[[ Listed entries open ]]

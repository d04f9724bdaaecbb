//! # `NASNet` Cells
//!
//! [`NasNetCell`] wraps the two cell kinds so a network can hold
//! its cells in a single stack.

use crate::compat::conv_shape::same_output_shape;
use crate::models::nasnet::normal_cell::{NormalCell, NormalCellConfig};
use crate::models::nasnet::reduction_cell::{ReductionCell, ReductionCellConfig};
use burn::config::Config;
use burn::module::Module;
use burn::prelude::{Backend, Tensor};
use serde::{Deserialize, Serialize};

/// Cell Meta.
pub trait NasNetCellMeta {
    /// Channels of the primary input ``x``.
    fn in_channels(&self) -> usize;

    /// Cell filter width.
    fn filters(&self) -> usize;

    /// Output channels.
    fn out_channels(&self) -> usize;

    /// Spatial stride of the cell.
    fn stride(&self) -> usize;

    /// Get the output resolution for a given input resolution.
    fn output_resolution(
        &self,
        input_resolution: [usize; 2],
    ) -> [usize; 2] {
        same_output_shape(input_resolution, [self.stride(), self.stride()])
    }
}

/// The output of a cell.
#[derive(Debug, Clone)]
pub struct CellOutput<B: Backend> {
    /// The cell output; the next ``x``.
    pub out: Tensor<B, 4>,

    /// The next ``p``.
    pub prev: Tensor<B, 4>,
}

/// Cell kind.
#[derive(Debug, Clone, Copy, PartialEq, Eq, Serialize, Deserialize)]
pub enum CellKind {
    /// [`NormalCell`].
    Normal,

    /// [`ReductionCell`].
    Reduction,
}

/// [`NasNetCell`] Config.
#[derive(Config, Debug)]
pub enum NasNetCellConfig {
    /// A [`NormalCell`].
    Normal(NormalCellConfig),

    /// A [`ReductionCell`].
    Reduction(ReductionCellConfig),
}

impl From<NormalCellConfig> for NasNetCellConfig {
    fn from(config: NormalCellConfig) -> Self {
        Self::Normal(config)
    }
}

impl From<ReductionCellConfig> for NasNetCellConfig {
    fn from(config: ReductionCellConfig) -> Self {
        Self::Reduction(config)
    }
}

impl NasNetCellMeta for NasNetCellConfig {
    fn in_channels(&self) -> usize {
        match self {
            Self::Normal(c) => c.in_channels(),
            Self::Reduction(c) => c.in_channels(),
        }
    }

    fn filters(&self) -> usize {
        match self {
            Self::Normal(c) => c.filters(),
            Self::Reduction(c) => c.filters(),
        }
    }

    fn out_channels(&self) -> usize {
        match self {
            Self::Normal(c) => c.out_channels(),
            Self::Reduction(c) => c.out_channels(),
        }
    }

    fn stride(&self) -> usize {
        match self {
            Self::Normal(c) => c.stride(),
            Self::Reduction(c) => c.stride(),
        }
    }
}

impl NasNetCellConfig {
    /// The cell kind.
    pub fn kind(&self) -> CellKind {
        match self {
            Self::Normal(_) => CellKind::Normal,
            Self::Reduction(_) => CellKind::Reduction,
        }
    }

    /// Channels of the previous input ``p``, if any.
    pub fn prev_channels(&self) -> Option<usize> {
        match self {
            Self::Normal(c) => Some(c.prev_channels),
            Self::Reduction(c) => c.prev_channels,
        }
    }

    /// Initialize a [`NasNetCell`].
    pub fn init<B: Backend>(
        &self,
        device: &B::Device,
    ) -> NasNetCell<B> {
        match self {
            Self::Normal(c) => NasNetCell::Normal(c.init(device)),
            Self::Reduction(c) => NasNetCell::Reduction(c.init(device)),
        }
    }
}

/// A `NASNet` cell.
#[derive(Module, Debug)]
pub enum NasNetCell<B: Backend> {
    /// A [`NormalCell`].
    Normal(NormalCell<B>),

    /// A [`ReductionCell`].
    Reduction(ReductionCell<B>),
}

impl<B: Backend> NasNetCellMeta for NasNetCell<B> {
    fn in_channels(&self) -> usize {
        match self {
            Self::Normal(c) => c.in_channels(),
            Self::Reduction(c) => c.in_channels(),
        }
    }

    fn filters(&self) -> usize {
        match self {
            Self::Normal(c) => c.filters(),
            Self::Reduction(c) => c.filters(),
        }
    }

    fn out_channels(&self) -> usize {
        match self {
            Self::Normal(c) => c.out_channels(),
            Self::Reduction(c) => c.out_channels(),
        }
    }

    fn stride(&self) -> usize {
        match self {
            Self::Normal(c) => c.stride(),
            Self::Reduction(c) => c.stride(),
        }
    }
}

impl<B: Backend> NasNetCell<B> {
    /// The cell kind.
    pub fn kind(&self) -> CellKind {
        match self {
            Self::Normal(_) => CellKind::Normal,
            Self::Reduction(_) => CellKind::Reduction,
        }
    }

    /// Forward Pass.
    ///
    /// # Arguments
    ///
    /// - `x`: the primary input.
    /// - `prev`: the previous input ``p``, if any.
    pub fn forward(
        &self,
        x: Tensor<B, 4>,
        prev: Option<Tensor<B, 4>>,
    ) -> CellOutput<B> {
        match self {
            Self::Normal(c) => c.forward(x, prev),
            Self::Reduction(c) => c.forward(x, prev),
        }
    }
}

#[cfg(test)]
mod tests {
    use super::*;
    use burn::backend::NdArray;
    use burn::tensor::Distribution;

    #[test]
    fn test_cell_config_dispatch() {
        let normal: NasNetCellConfig = NormalCellConfig::new(16, 8, 4).into();
        assert_eq!(normal.kind(), CellKind::Normal);
        assert_eq!(normal.out_channels(), 24);
        assert_eq!(normal.prev_channels(), Some(8));
        assert_eq!(normal.output_resolution([9, 9]), [9, 9]);

        let reduction: NasNetCellConfig = ReductionCellConfig::new(16, 4)
            .with_prev_channels(Some(8))
            .with_keep_prev(true)
            .into();
        assert_eq!(reduction.kind(), CellKind::Reduction);
        assert_eq!(reduction.out_channels(), 16);
        assert_eq!(reduction.prev_channels(), Some(8));
        assert_eq!(reduction.output_resolution([9, 9]), [5, 5]);
    }

    #[test]
    fn test_cell_forward_dispatch() {
        type B = NdArray<f32>;
        let device = Default::default();

        let config: NasNetCellConfig = ReductionCellConfig::new(5, 4).into();
        let cell: NasNetCell<B> = config.init(&device);
        assert_eq!(cell.kind(), CellKind::Reduction);
        assert_eq!(cell.filters(), 4);

        let x = Tensor::random([1, 5, 8, 8], Distribution::Default, &device);
        let output = cell.forward(x, None);
        assert_eq!(output.out.dims(), [1, 16, 4, 4]);
        assert_eq!(output.prev.dims(), [1, 5, 8, 8]);
    }
}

[[ Listed entries closed ]]

Exercise goal: Could you return all lines from the records that include the word "Distribution"?

Your solution:
    use burn::tensor::Distribution;
        let x = Tensor::random([1, 5, 8, 8], Distribution::Default, &device);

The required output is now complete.